Expensive & Inefficient

Anyone who is paying attention knows that US Healthcare is expensive and inefficient but until now we didn’t know exactly how much waste is built into the system.

In this analysis I will use 2019 as a baseline because it is pre-COVID and countries spent much more around the world, but in different degrees, which obscures the real numbers.

All the numbers shown below are official numbers reported by government agencies. They are based on the hypothesis that all developed countries in the world provide much less expensive healthcare to their citizens than the US and that there is no reason that the US could not do the same regardless of its size. In fact, size would give the US enormous buying power that smaller nations have, not to mention that much of the drugs used around the world are developed in the US with funding from the US taxpayer.

Baseline US Data

Year = 2019 (Pre-covid)

US GDP (2019) = $21.38T

US Spent 17.7% of GDP on Healthcare (2019)

$21.38T * 17.7% = $3.840T in Total US Healthcare Spending

US Population (2019) = 328.3M people

$3.84T / 328.3M = $11,696.62/Per Person

European Costs for Comparison

Each European country is equivalent in size to American states but they each have their own distinct systems for delivering Healthcare to their citizens.

For this analysis I was going to use the average of all European Union countries but, if you see on chart below, I found there was a significant difference after the Top 10 countries is relation to spending. For that reason I will use the average of per capita spending from the Top 10 EU countries that spent the most per person. If I used the average of all EU countries the bottom-line waste number would be significantly higher.

EU Per Capita Healthcare Spending Chart
EU Per Capita Healthcare Spend

Multiply American Population by Average EU Healthcare Costs
328.3M Americans * $5,339 Average per capita EU Healthcare Costs = $1.753T

Subtract hypothetical Spend from Current US Healthcare Spend
2019 US Healthcare Spend: $3.84T
minus
Hypothetical yearly spending based on EU Costs: $1.753T
equals
2019 Healthcare Waste in US system: $2.087 TRILLION

There is absolutely no reason the US cannot reduce Healthcare Spending to be in-line with other developed countries.

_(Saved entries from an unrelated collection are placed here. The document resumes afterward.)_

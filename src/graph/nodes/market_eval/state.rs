// Market Analysis State
// Working state of the market analysis sub-graph

use crate::graph::state::{MarketEval, MarketEvalDetail, MarketScore};

pub const QUERY_TYPES: [&str; 5] = ["market_size", "trend", "competition", "forecast", "general"];
pub const ANALYSIS_DEPTHS: [&str; 3] = ["basic", "intermediate", "advanced"];

#[derive(Debug, Clone)]
pub struct MarketAnalysisState {
    pub query: String,
    pub query_type: String,
    pub needs_web_search: bool,
    pub analysis_depth: String,
    pub rag_data: String,
    pub web_data: String,
    pub web_search_used: bool,
    pub market_size: String,
    pub growth_trend: String,
    pub competition: String,
    pub risk_factors: String,
    pub score: MarketScore,
    pub final_report: String,
}

impl MarketAnalysisState {
    pub fn new(query: impl Into<String>) -> Self {
        Self {
            query: query.into(),
            query_type: "general".to_string(),
            needs_web_search: false,
            analysis_depth: "intermediate".to_string(),
            rag_data: String::new(),
            web_data: String::new(),
            web_search_used: false,
            market_size: String::new(),
            growth_trend: String::new(),
            competition: String::new(),
            risk_factors: String::new(),
            score: MarketScore::default(),
            final_report: String::new(),
        }
    }

    /// `rag_data`/`web_data` for prompts; `N/A` when a step produced nothing.
    pub fn rag_or_na(&self) -> &str {
        or_na(&self.rag_data)
    }

    pub fn web_or_na(&self) -> &str {
        or_na(&self.web_data)
    }

    pub fn into_results(self) -> (MarketEval, MarketEvalDetail) {
        let eval = MarketEval {
            summary: self.final_report.clone(),
            size_estimate: self.market_size,
            growth: self.growth_trend,
            competition: self.competition,
            risks: risk_lines(&self.risk_factors),
            score: f64::from(self.score.total_score),
        };
        let detail = MarketEvalDetail {
            query_type: self.query_type,
            analysis_depth: self.analysis_depth,
            web_search_used: self.web_search_used,
            score_breakdown: self.score,
            analysis: self.final_report,
        };
        (eval, detail)
    }
}

fn or_na(text: &str) -> &str {
    if text.trim().is_empty() {
        "N/A"
    } else {
        text
    }
}

/// Splits free-form risk analysis into one item per non-empty line, without list markers.
pub fn risk_lines(text: &str) -> Vec<String> {
    text.lines()
        .map(|line| {
            line.trim()
                .trim_start_matches(|c: char| {
                    c.is_ascii_digit() || matches!(c, '-' | '*' | '•' | '.' | ')' | '#')
                })
                .trim()
                .to_string()
        })
        .filter(|line| !line.is_empty())
        .collect()
}

#[cfg(test)]
mod tests {
    use super::*;

    #[test]
    fn risk_lines_strip_markers() {
        let text = "1. Market risk: medium\n\n- Technology risk: low\n* **Regulatory**: high\n";
        assert_eq!(
            risk_lines(text),
            vec!["Market risk: medium", "Technology risk: low", "**Regulatory**: high"]
        );
        assert!(risk_lines("   \n").is_empty());
    }

    #[test]
    fn results_map_into_stage_fields() {
        let mut state = MarketAnalysisState::new("Korean K-12 tutoring");
        state.market_size = "KRW 2T".into();
        state.growth_trend = "8% CAGR".into();
        state.competition = "fragmented".into();
        state.risk_factors = "- demand: low".into();
        state.score = MarketScore {
            market_size_score: 20,
            growth_score: 25,
            competition_score: 15,
            risk_score: 10,
            total_score: 70,
            justification: "solid".into(),
        };
        state.final_report = "Attractive market.".into();
        state.web_search_used = true;

        let (eval, detail) = state.into_results();

        assert_eq!(eval.summary, "Attractive market.");
        assert_eq!(eval.size_estimate, "KRW 2T");
        assert_eq!(eval.risks, vec!["demand: low"]);
        assert_eq!(eval.score, 70.0);
        assert_eq!(detail.score_breakdown.total_score, 70);
        assert!(detail.web_search_used);
        assert_eq!(detail.query_type, "general");
    }
}
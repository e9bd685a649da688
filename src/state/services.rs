use std::path::PathBuf;
use std::sync::Arc;

use crate::core::config::{AppPaths, Settings};
use crate::llm::LlmService;
use crate::rag::{open_retriever, Retriever};
use crate::report::{HttpReportRenderer, ReportRenderer};
use crate::tools::search::SearchService;

/// External capabilities handed to every node through `NodeContext`.
///
/// Read-only during a run; concurrent runs share one instance.
#[derive(Clone)]
pub struct Services {
    pub llm: LlmService,
    pub search: SearchService,
    pub retriever: Arc<dyn Retriever>,
    pub renderer: Arc<dyn ReportRenderer>,
    /// Where rendered PDFs are written
    pub output_dir: PathBuf,
    /// Snippets requested per retrieval
    pub rag_top_k: usize,
}

impl Services {
    pub fn new(
        llm: LlmService,
        search: SearchService,
        retriever: Arc<dyn Retriever>,
        renderer: Arc<dyn ReportRenderer>,
        output_dir: PathBuf,
    ) -> Self {
        Self {
            llm,
            search,
            retriever,
            renderer,
            output_dir,
            rag_top_k: 5,
        }
    }

    pub fn with_rag_top_k(mut self, k: usize) -> Self {
        self.rag_top_k = k;
        self
    }

    /// Production wiring: OpenAI-compatible model, web search, persisted index, HTTP renderer.
    pub async fn from_settings(settings: &Settings, paths: &AppPaths) -> Self {
        let llm = LlmService::from_settings(&settings.llm);
        let search = SearchService::from_settings(&settings.search);
        let retriever = open_retriever(&settings.rag, &settings.llm, paths, &llm).await;
        let renderer = Arc::new(HttpReportRenderer::new(&settings.report));

        Self::new(
            llm,
            search,
            retriever,
            renderer,
            paths.resolve(&settings.report.output_dir),
        )
        .with_rag_top_k(settings.rag.top_k)
    }

    /// Default wiring that never gets called; for exercising graph plumbing.
    #[cfg(test)]
    pub fn for_tests() -> Self {
        let settings = Settings::default();
        Self::new(
            LlmService::from_settings(&settings.llm),
            SearchService::from_settings(&settings.search),
            Arc::new(crate::rag::NoRetriever),
            Arc::new(HttpReportRenderer::new(&settings.report)),
            std::env::temp_dir(),
        )
    }
}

Footnote for Non-American Readers

What many non-Americans don’t realize is that most money spent on healthcare is paid out-of-pocket through individual citizen’s savings. In nearly every other developed country in the world healthcare is funded by taxes. In the US it is mainly funded through health insurance premiums, co-pays, and savings and is the same regardless of income.

A hospital charges a minimum wage worker the same as the CEO if they have the same insurance plan from their company. It’s what economists would call a poll tax. In 2021 the average monthly health insurance premium for an individual is $541. The minimum wage is $7.25. A minimum wage worker would need to work ~75 hours to pay for a month of health insurance. The CEO making $1M/yr would need to work 0.006 hours to cover the premium.

The poor generally have their costs covered by Medicaid; and the elderly have most costs covered by Medicare. The middle-class, who have had 40 years of stagnant wages, and 40 years of healthcare costs rising at 10%/yr are bearing the full brunt of healthcare costs.

One accident or illness could bankrupt a family. And yes, Hospitals will sue people for unpaid medical bills, deny them future care, and garnish their wages if they can’t pay.

Flushing Money down the Toilet

Conclusion

This article shows that there is $2 trillion in waste built into the US healthcare system. Though not covered in this article those costs are primarily extracted from the wages of the middle-class in the form of insurance premiums, co-pays, deductibles, medicaid & medicare insurance taxes, doctor fees at point-of-delivery, and drugs sold at monopoly prices.

The US for-profit Healthcare system is extremely expensive and the middle-class feels the full weight of it. Many Americans avoid seeing doctors, and calling ambulances, because the costs are not only enormous (think $3,000 for an ambulance ride to the hospital), but also unknown to the person until weeks after they need the medical care which makes it difficult to challenge the charges. In most cases people with insurance have to pay more when they actually receive medical care.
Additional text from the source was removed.